• **Task prompt**: Would you return, word for word, the lines of the data below from the line with "be a non-negative" through the line with "gap: -1.0, ..base", and no others?

• **Data excerpts**:
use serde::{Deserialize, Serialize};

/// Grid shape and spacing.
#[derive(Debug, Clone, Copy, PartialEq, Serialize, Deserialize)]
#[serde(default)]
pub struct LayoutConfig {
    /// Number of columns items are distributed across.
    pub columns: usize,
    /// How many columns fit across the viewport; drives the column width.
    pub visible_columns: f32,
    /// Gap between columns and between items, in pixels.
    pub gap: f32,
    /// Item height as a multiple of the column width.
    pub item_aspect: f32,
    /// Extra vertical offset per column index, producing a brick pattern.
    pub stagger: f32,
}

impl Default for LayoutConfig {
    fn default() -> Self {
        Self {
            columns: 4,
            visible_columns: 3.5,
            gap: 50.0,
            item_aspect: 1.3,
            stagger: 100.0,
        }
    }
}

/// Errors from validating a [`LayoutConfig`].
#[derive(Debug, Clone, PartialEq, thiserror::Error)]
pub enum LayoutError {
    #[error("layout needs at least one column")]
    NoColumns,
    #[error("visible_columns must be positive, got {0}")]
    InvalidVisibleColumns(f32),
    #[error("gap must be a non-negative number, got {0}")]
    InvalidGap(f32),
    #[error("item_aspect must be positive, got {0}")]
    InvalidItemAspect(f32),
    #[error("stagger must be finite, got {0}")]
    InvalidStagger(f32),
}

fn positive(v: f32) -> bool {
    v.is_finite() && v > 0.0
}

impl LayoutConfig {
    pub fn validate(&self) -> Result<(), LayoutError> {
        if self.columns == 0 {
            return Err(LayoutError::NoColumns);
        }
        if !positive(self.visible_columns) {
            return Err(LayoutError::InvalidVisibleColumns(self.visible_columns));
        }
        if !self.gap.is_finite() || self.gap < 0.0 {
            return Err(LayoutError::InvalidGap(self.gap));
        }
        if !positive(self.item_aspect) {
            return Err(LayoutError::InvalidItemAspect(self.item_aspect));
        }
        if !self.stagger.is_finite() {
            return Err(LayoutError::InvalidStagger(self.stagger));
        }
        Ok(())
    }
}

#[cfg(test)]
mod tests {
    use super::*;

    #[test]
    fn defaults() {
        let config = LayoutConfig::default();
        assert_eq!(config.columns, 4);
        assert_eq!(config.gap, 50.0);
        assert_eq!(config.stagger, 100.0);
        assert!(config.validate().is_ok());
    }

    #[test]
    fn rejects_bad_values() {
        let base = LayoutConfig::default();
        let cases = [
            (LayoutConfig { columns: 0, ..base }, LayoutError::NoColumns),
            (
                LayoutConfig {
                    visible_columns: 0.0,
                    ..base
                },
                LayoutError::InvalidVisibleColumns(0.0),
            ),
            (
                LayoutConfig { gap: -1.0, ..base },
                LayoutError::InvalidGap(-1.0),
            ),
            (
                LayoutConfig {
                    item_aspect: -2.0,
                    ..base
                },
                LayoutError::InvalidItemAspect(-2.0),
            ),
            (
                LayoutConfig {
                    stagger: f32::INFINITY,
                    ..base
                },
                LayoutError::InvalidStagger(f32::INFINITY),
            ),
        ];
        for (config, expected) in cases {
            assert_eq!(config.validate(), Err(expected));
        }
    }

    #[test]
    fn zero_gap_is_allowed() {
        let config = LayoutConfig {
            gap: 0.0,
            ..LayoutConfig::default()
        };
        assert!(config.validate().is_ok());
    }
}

* * *

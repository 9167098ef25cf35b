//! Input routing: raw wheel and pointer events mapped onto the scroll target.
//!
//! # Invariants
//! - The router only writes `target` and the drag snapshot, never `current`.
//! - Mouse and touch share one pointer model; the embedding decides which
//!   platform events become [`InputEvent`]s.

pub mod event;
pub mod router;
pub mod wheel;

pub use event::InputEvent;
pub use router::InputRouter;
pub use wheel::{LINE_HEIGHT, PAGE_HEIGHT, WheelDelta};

==

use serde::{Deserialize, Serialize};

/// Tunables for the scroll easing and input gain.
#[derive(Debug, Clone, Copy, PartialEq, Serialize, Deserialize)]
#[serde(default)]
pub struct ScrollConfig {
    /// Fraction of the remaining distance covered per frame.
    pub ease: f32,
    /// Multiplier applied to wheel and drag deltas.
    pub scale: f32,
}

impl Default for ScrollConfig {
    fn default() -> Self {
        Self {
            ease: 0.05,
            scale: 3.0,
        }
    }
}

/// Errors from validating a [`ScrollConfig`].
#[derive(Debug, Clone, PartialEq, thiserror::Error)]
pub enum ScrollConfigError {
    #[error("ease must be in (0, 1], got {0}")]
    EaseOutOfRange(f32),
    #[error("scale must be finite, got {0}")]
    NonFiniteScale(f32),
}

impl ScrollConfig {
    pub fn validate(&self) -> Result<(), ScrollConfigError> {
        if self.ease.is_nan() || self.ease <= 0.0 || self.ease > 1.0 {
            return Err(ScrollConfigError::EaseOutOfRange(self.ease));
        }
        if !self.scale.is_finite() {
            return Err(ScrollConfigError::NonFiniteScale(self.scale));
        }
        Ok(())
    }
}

• **Exercise answer**:
    #[error("gap must be a non-negative number, got {0}")]
    InvalidGap(f32),
    #[error("item_aspect must be positive, got {0}")]
    InvalidItemAspect(f32),
    #[error("stagger must be finite, got {0}")]
    InvalidStagger(f32),
}

fn positive(v: f32) -> bool {
    v.is_finite() && v > 0.0
}

impl LayoutConfig {
    pub fn validate(&self) -> Result<(), LayoutError> {
        if self.columns == 0 {
            return Err(LayoutError::NoColumns);
        }
        if !positive(self.visible_columns) {
            return Err(LayoutError::InvalidVisibleColumns(self.visible_columns));
        }
        if !self.gap.is_finite() || self.gap < 0.0 {
            return Err(LayoutError::InvalidGap(self.gap));
        }
        if !positive(self.item_aspect) {
            return Err(LayoutError::InvalidItemAspect(self.item_aspect));
        }
        if !self.stagger.is_finite() {
            return Err(LayoutError::InvalidStagger(self.stagger));
        }
        Ok(())
    }
}

#[cfg(test)]
mod tests {
    use super::*;

    #[test]
    fn defaults() {
        let config = LayoutConfig::default();
        assert_eq!(config.columns, 4);
        assert_eq!(config.gap, 50.0);
        assert_eq!(config.stagger, 100.0);
        assert!(config.validate().is_ok());
    }

    #[test]
    fn rejects_bad_values() {
        let base = LayoutConfig::default();
        let cases = [
            (LayoutConfig { columns: 0, ..base }, LayoutError::NoColumns),
            (
                LayoutConfig {
                    visible_columns: 0.0,
                    ..base
                },
                LayoutError::InvalidVisibleColumns(0.0),
            ),
            (
                LayoutConfig { gap: -1.0, ..base },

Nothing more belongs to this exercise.